[Aim of the exercise]:
Retype the records exactly, including every line.

[Collected data entries]

○ ○ ○ ○ ○ ○ ○

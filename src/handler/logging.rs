use crate::config::HandlerConfig;
use crate::error::Result;
use crate::handler::{DispatchResult, Dispatcher, HttpHandler};
use crate::logger::{HasLogger, Logger};
use axum::{body::Body, http::Request};
use std::path::Path;
use std::sync::Arc;

/// A base handler with an attached [`Logger`]
///
/// The logger is shared, not copied: [`LoggingHttpHandler::logger`] returns
/// the same instance that was passed in.
#[derive(Clone)]
pub struct LoggingHttpHandler {
    base: HttpHandler,
    logger: Arc<dyn Logger>,
}

impl LoggingHttpHandler {
    pub fn new<D: Dispatcher>(
        logger: Arc<dyn Logger>,
        base_url: &str,
        base_path: impl AsRef<Path>,
        config: HandlerConfig,
        dispatcher: D,
    ) -> Result<Self> {
        let base = HttpHandler::new(base_url, base_path, config, dispatcher)?;
        Ok(Self { base, logger })
    }

    pub fn logger(&self) -> &Arc<dyn Logger> {
        &self.logger
    }

    pub fn base(&self) -> &HttpHandler {
        &self.base
    }

    pub async fn handle(&self, request: Request<Body>) -> DispatchResult {
        self.base.handle(request).await
    }
}

impl HasLogger for LoggingHttpHandler {
    fn get_logger(&self) -> &Arc<dyn Logger> {
        &self.logger
    }
}

impl std::fmt::Debug for LoggingHttpHandler {
    fn fmt(&self, f: &mut std::fmt::Formatter<'_>) -> std::fmt::Result {
        f.debug_struct("LoggingHttpHandler")
            .field("base", &self.base)
            .finish_non_exhaustive()
    }
}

○ ○ ○ ○ ○ ○ ○

[Finished task]:
filename src/handler/logging.rs
use crate::config::HandlerConfig;
use crate::error::Result;
use crate::handler::{DispatchResult, Dispatcher, HttpHandler};
use crate::logger::{HasLogger, Logger};
use axum::{body::Body, http::Request};
use std::path::Path;
use std::sync::Arc;

/// A base handler with an attached [`Logger`]
///
/// The logger is shared, not copied: [`LoggingHttpHandler::logger`] returns
/// the same instance that was passed in.
#[derive(Clone)]
pub struct LoggingHttpHandler {
    base: HttpHandler,
    logger: Arc<dyn Logger>,
}

impl LoggingHttpHandler {
    pub fn new<D: Dispatcher>(
        logger: Arc<dyn Logger>,
        base_url: &str,
        base_path: impl AsRef<Path>,
        config: HandlerConfig,
        dispatcher: D,
    ) -> Result<Self> {
        let base = HttpHandler::new(base_url, base_path, config, dispatcher)?;
        Ok(Self { base, logger })
    }

    pub fn logger(&self) -> &Arc<dyn Logger> {
        &self.logger
    }

    pub fn base(&self) -> &HttpHandler {
        &self.base
    }

    pub async fn handle(&self, request: Request<Body>) -> DispatchResult {
        self.base.handle(request).await
    }
}

impl HasLogger for LoggingHttpHandler {
    fn get_logger(&self) -> &Arc<dyn Logger> {
        &self.logger
    }
}

impl std::fmt::Debug for LoggingHttpHandler {
    fn fmt(&self, f: &mut std::fmt::Formatter<'_>) -> std::fmt::Result {
        f.debug_struct("LoggingHttpHandler")
            .field("base", &self.base)
            .finish_non_exhaustive()
    }
}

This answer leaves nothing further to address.